O advogado que amava alvarás de soltura
Em tempos de insegurança jurídica, turbulência política e descaso oficial com a pandemia, a Covid-19 causou a morte do advogado criminalista Bóris Trindade, que se dedicou a defender presos políticos, na ditadura militar, em Pernambuco.
Ele morreu no último sábado (5), no Recife, aos 85 anos.
Em nota, a OAB-PE diz que Bóris Trindade “é, e continuará sendo uma referência para a advocacia pernambucana”. “Nos deixa uma lacuna enorme, mas também um grande legado de defesa firme e vigorosa dos direitos fundamentais”.
Seu filho Eduardo Trindade, também advogado, escreveu no Diário de Pernambuco:
“Foi um árduo defensor da liberdade, das garantias individuais e do Estado Democrático de Direito, tendo atuado com firmeza na defesa de presos políticos nos ‘tempos de chumbo’.
Bóris Trindade, costumava se intitular: advogado, ponto.
Quando o convidavam para uma palestra e pediam o currículo dele, ele mandava assim: Bóris Trindade, advogado.
E quando insistiam pedindo os títulos, medalhas e quejandos, ele dizia com muito orgulho: sou só advogado!”
De família de jornalistas, Bóris formou-se em 1960 na Faculdade de Direito do Recife. Também foi produtor de teatro e ator eventual. Teve um circo, na infância.
Foi jornalista durante dez anos. Fez crônica social, reportagem policial, crítica de cinema e teatro, editorial e até horóscopo.
Eduardo diz que o pai “não tinha alegria maior do que obter um alvará de soltura, que era o ‘amor’ dele no livro que escreveu”, em 1983 [“Alvará de Soltura, Meu Amor“, com segunda edição lançada em 2018 pela Unacrim – União dos Advogados Criminalistas].
O presidente da Unacrim, Carlos Barros, diz na apresentação do livro que Bóris “tem como etiqueta marcante uma singular espirituosidade, revelada nas suas ‘tiradas’ ágeis e fulminantes, ora refinadíssimas, ora escrachadas, mas sempre forjadas na sua vasta bagagem literária e humanística”.
O desembargador Roberto Wanderley Nogueira, seu amigo, diz que Bóris, “escritor de pena leve, deixou verdadeiros tratados poéticos em honra do seu ofício, o qual exercia com total maestria e dignidade irreprochável”.

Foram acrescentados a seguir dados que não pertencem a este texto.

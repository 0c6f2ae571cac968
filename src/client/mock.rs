//! Mock Cirrus CI API client for testing
//!
//! Provides a mock implementation of [`CirrusApi`] for unit testing
//! without making real API calls.

use std::collections::VecDeque;
use std::sync::Arc;

use async_trait::async_trait;
use tokio::sync::Mutex;

use super::CirrusApi;
use super::models::{OrganizationInfo, Repository, Transaction};
use super::pagination::{Connection, PageVariables};
use crate::error::{ApiError, Result};

/// Mock API client for testing.
///
/// Configure expected responses via builder methods, then use in tests.
///
/// # Example
/// ```ignore
/// let mock = MockCirrusClient::new()
///     .with_org(OrganizationInfo { name: "cirruslabs".into(), ..Default::default() });
///
/// let info = mock.organization_info("cirruslabs").await?;
/// ```
#[derive(Default)]
pub struct MockCirrusClient {
    /// Organizations returned by `organization_info`, matched by name
    orgs: Arc<Mutex<Vec<OrganizationInfo>>>,
    /// Transaction pages served in order by `transactions_page`
    pages: Arc<Mutex<VecDeque<Result<Connection<Transaction>>>>>,
    /// Repositories returned by `repository_builds`, matched by ID
    repos: Arc<Mutex<Vec<Repository>>>,
    /// Error to return (if any) - consumed on first use
    error: Arc<Mutex<Option<ApiError>>>,
    /// Variables received by `transactions_page`
    page_requests: Arc<Mutex<Vec<PageVariables>>>,
    /// Track number of calls for verification
    call_count: Arc<Mutex<CallCounts>>,
}

/// Tracks API call counts for test verification
#[derive(Default, Debug, Clone)]
pub struct CallCounts {
    pub organization_info: usize,
    pub transactions_page: usize,
    pub repository_builds: usize,
}

impl CallCounts {
    /// Get total number of API calls made.
    pub fn total(&self) -> usize {
        self.organization_info + self.transactions_page + self.repository_builds
    }
}

impl MockCirrusClient {
    /// Create a new mock client with no configured responses.
    pub fn new() -> Self {
        Self::default()
    }

    /// Add an organization to return.
    pub fn with_org(self, org: OrganizationInfo) -> Self {
        self.orgs.try_lock().expect("fresh mock").push(org);
        self
    }

    /// Queue a transactions page.
    pub fn with_page(self, page: Connection<Transaction>) -> Self {
        self.pages.try_lock().expect("fresh mock").push_back(Ok(page));
        self
    }

    /// Queue a failing transactions page.
    pub fn with_page_error(self, error: ApiError) -> Self {
        self.pages
            .try_lock()
            .expect("fresh mock")
            .push_back(Err(error.into()));
        self
    }

    /// Add a repository to return.
    pub fn with_repo(self, repo: Repository) -> Self {
        self.repos.try_lock().expect("fresh mock").push(repo);
        self
    }

    /// Fail the next call with `error`.
    pub fn with_error(self, error: ApiError) -> Self {
        *self.error.try_lock().expect("fresh mock") = Some(error);
        self
    }

    /// Number of calls made so far.
    pub async fn call_counts(&self) -> CallCounts {
        self.call_count.lock().await.clone()
    }

    /// Variables received by `transactions_page`, in call order.
    pub async fn page_requests(&self) -> Vec<PageVariables> {
        self.page_requests.lock().await.clone()
    }

    async fn take_error(&self) -> Result<()> {
        match self.error.lock().await.take() {
            Some(err) => Err(err.into()),
            None => Ok(()),
        }
    }
}

#[async_trait]
impl CirrusApi for MockCirrusClient {
    async fn organization_info(&self, organization: &str) -> Result<OrganizationInfo> {
        self.call_count.lock().await.organization_info += 1;
        self.take_error().await?;

        self.orgs
            .lock()
            .await
            .iter()
            .find(|o| o.name == organization)
            .cloned()
            .ok_or_else(|| ApiError::NotFound(format!("Organization {}", organization)).into())
    }

    async fn transactions_page(
        &self,
        variables: &PageVariables,
    ) -> Result<Connection<Transaction>> {
        self.call_count.lock().await.transactions_page += 1;
        self.page_requests.lock().await.push(variables.clone());
        self.take_error().await?;

        self.pages
            .lock()
            .await
            .pop_front()
            .unwrap_or_else(|| Ok(Connection::default()))
    }

    async fn repository_builds(&self, repository_id: &str, count: usize) -> Result<Repository> {
        self.call_count.lock().await.repository_builds += 1;
        self.take_error().await?;

        let repo = self
            .repos
            .lock()
            .await
            .iter()
            .find(|r| r.id == repository_id)
            .cloned()
            .ok_or_else(|| ApiError::NotFound(format!("Repository {}", repository_id)))?;

        let skip = repo.builds.edges.len().saturating_sub(count);
        Ok(Repository {
            builds: Connection::new(
                repo.builds.edges.into_iter().skip(skip).collect(),
                repo.builds.page_info,
            ),
            ..repo
        })
    }
}

#[cfg(test)]
mod tests {
    use super::*;
    use crate::client::pagination::{Edge, PageInfo, get_variables};

    #[tokio::test]
    async fn test_mock_serves_pages_in_order() {
        let mock = MockCirrusClient::new()
            .with_page(Connection::new(
                vec![Edge::new("c1", Transaction::default())],
                PageInfo {
                    has_next_page: true,
                    end_cursor: Some("c1".to_string()),
                },
            ))
            .with_page_error(ApiError::ServerError("down".to_string()));

        let vars = get_variables(1, None, "org");
        assert_eq!(mock.transactions_page(&vars).await.unwrap().edges.len(), 1);
        assert!(mock.transactions_page(&vars).await.is_err());
        assert!(mock.transactions_page(&vars).await.unwrap().edges.is_empty());

        assert_eq!(mock.call_counts().await.transactions_page, 3);
        assert_eq!(mock.page_requests().await.len(), 3);
    }

    #[tokio::test]
    async fn test_mock_error_consumed_once() {
        let mock = MockCirrusClient::new()
            .with_org(OrganizationInfo {
                name: "cirruslabs".to_string(),
                ..OrganizationInfo::default()
            })
            .with_error(ApiError::Unauthorized);

        assert!(mock.organization_info("cirruslabs").await.is_err());
        assert!(mock.organization_info("cirruslabs").await.is_ok());
        assert_eq!(mock.call_counts().await.total(), 2);
    }
}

“‘Alvará de Soltura, Meu Amor’ tornou-se um clássico da crônica forense entre nós e uma ode à Advocacia”, diz Nogueira.
Na orelha do livro, o jornalista Waldimir Maia Leite assim introduz o autor:
“Aqui se flagra um homem da lei, desviado do jornalismo.”
O Blog selecionou esta crônica sobre sua primeira atuação na defesa de presos políticos:
***
O pedido do poeta e o início de tudo
O Palácio do Governo, seguramente, não era o meu lugar, na primeira semana do Golpe Militar.
Ali estava eu, indicado pelo advogado José David Gil Rodrigues, ao então governador Paulo Guerra, para oficial de gabinete.
Quando cheguei em casa, vários recados me aguardavam depois de exaustiva caminhada por algumas cidades do interior. E o convite estava aceito.
Abril de 1964: senti que ali não era meu lugar.
Um dia, o poeta Edson Régis, então secretário do Governo, me pediu para defender dois presos políticos, um dos quais, Maria Celeste Vidal, militante das Ligas Camponesas, organismo onde atuei como advogado, durante muito tempo, chamado que fui por Francisco Julião.
Foi a minha primeira causa política. Com ela, o motivo decisivo para que deixasse o Palácio do Campo das Princesas.
Também começava ali a ser gerada a ideia de como se desenvolviam os processos jurídico-militares.
Conselho composto de oficiais do exército.
Iniciada a audiência, interrogados os réus do processo –como determinava o então Código de Justiça Militar– argui a incompetência castrense sob a alegação de que não se tratava de crime militar, coisas assim.
– Portanto, esse Conselho é incompetente.